Das Römische Reich hat es wesentlich einfacher, den Mittelmeerraum unter seine Herrschaft zu bringen, als etwa das zerstreute Karthago. Neben diesen Unterscheidungen ist es euch natürlich auch möglich, selber nachzujustieren und zwischen fünf Schwierigkeitsgraden auszuwählen.

Da die Karten in den Kampagnen Volksstämme von Afrika bis nach Großbritannien beherbergen, dauert es sehr lange, bis ein Spiel vorbei ist.
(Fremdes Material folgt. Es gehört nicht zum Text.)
//! Registro de distribución: la copia de un mensaje canónico para un
//! destinatario concreto.
//!
//! Invariantes:
//! - Único por (tenant, destinatario, `origin_message_id`).
//! - `message_id` es local al destinatario (uuid v4 nuevo) y nunca coincide
//!   con el id canónico, porque recall/pin llevan payloads distintos por
//!   destinatario.
//! - `representative_id` vacío en los recalls.
use chrono::{DateTime, Utc};
use serde::{Deserialize, Serialize};

use crate::error::PayloadError;
use crate::membership::PriorityTier;
use crate::{TenantId, UserId};

#[derive(Debug, Clone, Copy, PartialEq, Eq, Hash, Serialize, Deserialize)]
pub enum DistributeStatus {
    Pending,
    Finished,
    Pinned,
    /// Copia creada por el camino de catch-up, fuera de la cola normal de
    /// entrega; pasa a `Finished` cuando el envío directo tiene éxito.
    Standalone,
}

impl DistributeStatus {
    pub fn code(self) -> i16 {
        match self {
            DistributeStatus::Pending => 1,
            DistributeStatus::Finished => 2,
            DistributeStatus::Pinned => 3,
            DistributeStatus::Standalone => 4,
        }
    }

    pub fn from_code(code: i16) -> Result<Self, PayloadError> {
        Ok(match code {
            1 => DistributeStatus::Pending,
            2 => DistributeStatus::Finished,
            3 => DistributeStatus::Pinned,
            4 => DistributeStatus::Standalone,
            code => return Err(PayloadError::UnknownCode { kind: "distribute status", code }),
        })
    }
}

#[derive(Debug, Clone, PartialEq, Eq, Serialize, Deserialize)]
pub struct DistributeRecord {
    pub tenant_id: TenantId,
    /// Destinatario.
    pub user_id: UserId,
    pub shard_id: String,
    pub conversation_id: String,
    pub origin_message_id: String,
    pub message_id: String,
    pub quote_message_id: Option<String>,
    pub category: String,
    pub data: String,
    pub representative_id: Option<UserId>,
    pub level: PriorityTier,
    pub status: DistributeStatus,
    pub created_at: DateTime<Utc>,
}

impl DistributeRecord {
    /// Clave de idempotencia del registro.
    pub fn dedup_key(&self) -> (&str, &str, &str) {
        (&self.tenant_id, &self.user_id, &self.origin_message_id)
    }
}
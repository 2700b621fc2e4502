//! Errores de persistencia.
//! Mapea errores de Diesel / pool a variantes semánticas y de ahí a los
//! `StoreError` que entiende el motor.

use diesel::result::{DatabaseErrorKind, Error as DieselError};
use fanout_core::StoreError;
use fanout_domain::PayloadError;
use thiserror::Error;

#[derive(Debug, Error)]
pub enum PersistenceError {
    #[error("unique violation: {0}")]
    UniqueViolation(String),
    #[error("check violation: {0}")]
    CheckViolation(String),
    #[error("foreign key violation: {0}")]
    ForeignKeyViolation(String),
    #[error("not found")]
    NotFound,
    #[error("missing row: {0}")]
    MissingRow(String),
    #[error("serialization conflict (retryable)")]
    SerializationConflict,
    #[error("transient IO / connection pool error: {0}")]
    TransientIo(String),
    #[error("corrupt row: {0}")]
    Corrupt(String),
    #[error("configuration error: {0}")]
    Config(String),
    #[error("unknown database error: {0}")]
    Unknown(String),
}

impl From<DieselError> for PersistenceError {
    fn from(err: DieselError) -> Self {
        match err {
            DieselError::NotFound => Self::NotFound,
            DieselError::DatabaseError(kind, info) => match kind {
                DatabaseErrorKind::UniqueViolation => Self::UniqueViolation(info.message().to_string()),
                DatabaseErrorKind::CheckViolation => Self::CheckViolation(info.message().to_string()),
                DatabaseErrorKind::ForeignKeyViolation => Self::ForeignKeyViolation(info.message().to_string()),
                DatabaseErrorKind::SerializationFailure => Self::SerializationConflict,
                DatabaseErrorKind::ClosedConnection => Self::TransientIo(info.message().to_string()),
                other => Self::Unknown(format!("db error kind {:?}: {}", other, info.message())),
            },
            DieselError::DeserializationError(e) => Self::Corrupt(format!("deser: {e}")),
            DieselError::SerializationError(e) => Self::Unknown(format!("ser: {e}")),
            DieselError::BrokenTransactionManager => Self::TransientIo("broken transaction manager".into()),
            DieselError::QueryBuilderError(e) => Self::Unknown(format!("query builder: {e}")),
            other => Self::Unknown(format!("unhandled diesel error: {other:?}")),
        }
    }
}

impl From<PayloadError> for PersistenceError {
    fn from(e: PayloadError) -> Self {
        Self::Corrupt(e.to_string())
    }
}

impl From<PersistenceError> for StoreError {
    fn from(e: PersistenceError) -> Self {
        match e {
            PersistenceError::UniqueViolation(m)
            | PersistenceError::CheckViolation(m)
            | PersistenceError::ForeignKeyViolation(m)
            | PersistenceError::MissingRow(m) => StoreError::Constraint(m),
            PersistenceError::SerializationConflict => StoreError::Unavailable("serialization conflict".into()),
            PersistenceError::TransientIo(m) => StoreError::Unavailable(m),
            PersistenceError::Corrupt(m) => StoreError::Corrupt(m),
            other => StoreError::Backend(other.to_string()),
        }
    }
}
Das ist deswegen problematisch, da im späteren Spielverlauf keine neuen Elemente mehr auftreten, was die Expansion ab einem gewissen Punkt etwas monoton macht. Außerdem bedingt die Größe der Karten endlos lange Wartezeiten, in denen die Runden der KI-Gegner simuliert werden. Mit einer einminütigen Pause hat man diese meist noch nicht überbrückt.

Wenn man beispielsweise gerade einen Test zu Rome 2: Total War schreibt, kann man in aller Ruhe eins, zwei Sätze zu Papier bringen. Das ist leider nicht in irgendeiner Form übertrieben dargestellt oder eine zu vernachlässigende Randnotiz. Vor allem richtige Profispieler, deren Runden nach festen Mustern ablaufen, die sie ganz schnell abspulen, werden immer wieder aus dem Spiel gerissen, sodass sich in seltenen Extremfällen Spiel- und Ladezeiten die Waage halten.